Start of SUPPLIED DATA
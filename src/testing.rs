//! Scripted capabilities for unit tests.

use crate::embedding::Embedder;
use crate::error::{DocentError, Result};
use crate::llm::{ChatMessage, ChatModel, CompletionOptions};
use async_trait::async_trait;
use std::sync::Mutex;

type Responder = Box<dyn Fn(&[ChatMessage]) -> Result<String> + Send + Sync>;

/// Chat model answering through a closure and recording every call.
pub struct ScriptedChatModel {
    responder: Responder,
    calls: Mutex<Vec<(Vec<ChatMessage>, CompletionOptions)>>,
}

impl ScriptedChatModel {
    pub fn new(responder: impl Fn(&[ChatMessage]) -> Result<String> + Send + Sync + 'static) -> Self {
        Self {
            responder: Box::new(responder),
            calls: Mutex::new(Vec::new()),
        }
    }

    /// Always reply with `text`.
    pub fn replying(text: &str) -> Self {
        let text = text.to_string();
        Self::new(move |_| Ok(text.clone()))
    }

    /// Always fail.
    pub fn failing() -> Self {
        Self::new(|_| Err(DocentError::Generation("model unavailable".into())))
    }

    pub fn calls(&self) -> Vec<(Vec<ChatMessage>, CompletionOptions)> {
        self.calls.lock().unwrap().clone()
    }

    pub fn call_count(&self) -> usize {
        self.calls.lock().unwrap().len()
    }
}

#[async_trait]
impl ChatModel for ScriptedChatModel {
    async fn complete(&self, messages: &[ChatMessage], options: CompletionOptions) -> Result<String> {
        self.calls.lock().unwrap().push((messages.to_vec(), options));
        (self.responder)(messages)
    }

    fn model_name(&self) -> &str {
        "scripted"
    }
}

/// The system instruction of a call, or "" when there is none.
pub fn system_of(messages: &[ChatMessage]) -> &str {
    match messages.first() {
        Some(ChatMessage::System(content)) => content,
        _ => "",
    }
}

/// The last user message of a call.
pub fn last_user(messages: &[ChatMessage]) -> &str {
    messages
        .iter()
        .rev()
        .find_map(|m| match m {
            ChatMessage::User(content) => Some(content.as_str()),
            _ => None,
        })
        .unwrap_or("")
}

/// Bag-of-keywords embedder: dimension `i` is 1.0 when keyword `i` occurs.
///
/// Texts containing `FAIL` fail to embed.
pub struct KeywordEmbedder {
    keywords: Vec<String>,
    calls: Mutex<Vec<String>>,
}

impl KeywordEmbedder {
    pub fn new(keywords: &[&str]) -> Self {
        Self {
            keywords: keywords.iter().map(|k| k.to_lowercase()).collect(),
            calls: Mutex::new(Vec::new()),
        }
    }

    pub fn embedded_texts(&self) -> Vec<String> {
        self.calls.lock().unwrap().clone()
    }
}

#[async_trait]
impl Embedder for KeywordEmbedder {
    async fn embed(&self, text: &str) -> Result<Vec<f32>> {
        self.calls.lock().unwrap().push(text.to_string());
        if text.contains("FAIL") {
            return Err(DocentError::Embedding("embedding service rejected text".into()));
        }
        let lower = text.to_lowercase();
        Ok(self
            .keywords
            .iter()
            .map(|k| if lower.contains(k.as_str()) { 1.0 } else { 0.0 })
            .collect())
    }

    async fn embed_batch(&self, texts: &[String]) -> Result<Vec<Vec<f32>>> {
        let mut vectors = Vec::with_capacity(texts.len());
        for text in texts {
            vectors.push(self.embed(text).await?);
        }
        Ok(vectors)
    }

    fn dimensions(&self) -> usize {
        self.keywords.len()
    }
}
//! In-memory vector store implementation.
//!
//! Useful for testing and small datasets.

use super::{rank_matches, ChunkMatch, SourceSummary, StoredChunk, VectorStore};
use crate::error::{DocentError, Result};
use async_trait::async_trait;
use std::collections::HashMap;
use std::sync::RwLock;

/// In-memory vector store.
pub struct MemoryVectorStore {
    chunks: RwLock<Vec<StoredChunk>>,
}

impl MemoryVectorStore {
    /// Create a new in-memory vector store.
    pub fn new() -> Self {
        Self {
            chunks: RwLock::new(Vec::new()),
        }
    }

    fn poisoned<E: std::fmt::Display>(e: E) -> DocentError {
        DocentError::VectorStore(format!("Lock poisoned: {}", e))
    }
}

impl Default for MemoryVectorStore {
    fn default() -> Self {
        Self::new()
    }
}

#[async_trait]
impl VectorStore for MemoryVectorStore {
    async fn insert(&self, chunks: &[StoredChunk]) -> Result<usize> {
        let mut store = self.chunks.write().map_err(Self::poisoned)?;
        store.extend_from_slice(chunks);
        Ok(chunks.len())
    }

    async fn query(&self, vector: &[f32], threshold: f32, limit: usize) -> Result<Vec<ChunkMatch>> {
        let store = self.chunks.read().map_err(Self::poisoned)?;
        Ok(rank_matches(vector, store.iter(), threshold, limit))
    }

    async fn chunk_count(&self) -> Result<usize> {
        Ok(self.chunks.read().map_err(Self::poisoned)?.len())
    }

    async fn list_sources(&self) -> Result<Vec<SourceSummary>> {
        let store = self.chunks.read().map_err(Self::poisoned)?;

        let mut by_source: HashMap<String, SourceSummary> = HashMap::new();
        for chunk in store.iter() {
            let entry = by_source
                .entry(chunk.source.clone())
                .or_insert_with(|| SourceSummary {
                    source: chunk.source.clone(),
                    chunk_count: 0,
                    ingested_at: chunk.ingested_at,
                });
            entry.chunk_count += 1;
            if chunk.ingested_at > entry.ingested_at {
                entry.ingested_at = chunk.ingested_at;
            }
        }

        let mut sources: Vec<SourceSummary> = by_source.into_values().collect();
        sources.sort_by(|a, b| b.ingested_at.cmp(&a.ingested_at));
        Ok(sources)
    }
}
End of SUPPLIED DATA
§ **PROBLEM TO SOLVE**:
From the records above, pull every line that has the string "keywords" and copy it.

§ **RESULT**:
/// Bag-of-keywords embedder: dimension `i` is 1.0 when keyword `i` occurs.
    keywords: Vec<String>,
    pub fn new(keywords: &[&str]) -> Self {
            keywords: keywords.iter().map(|k| k.to_lowercase()).collect(),
            .keywords
        self.keywords.len()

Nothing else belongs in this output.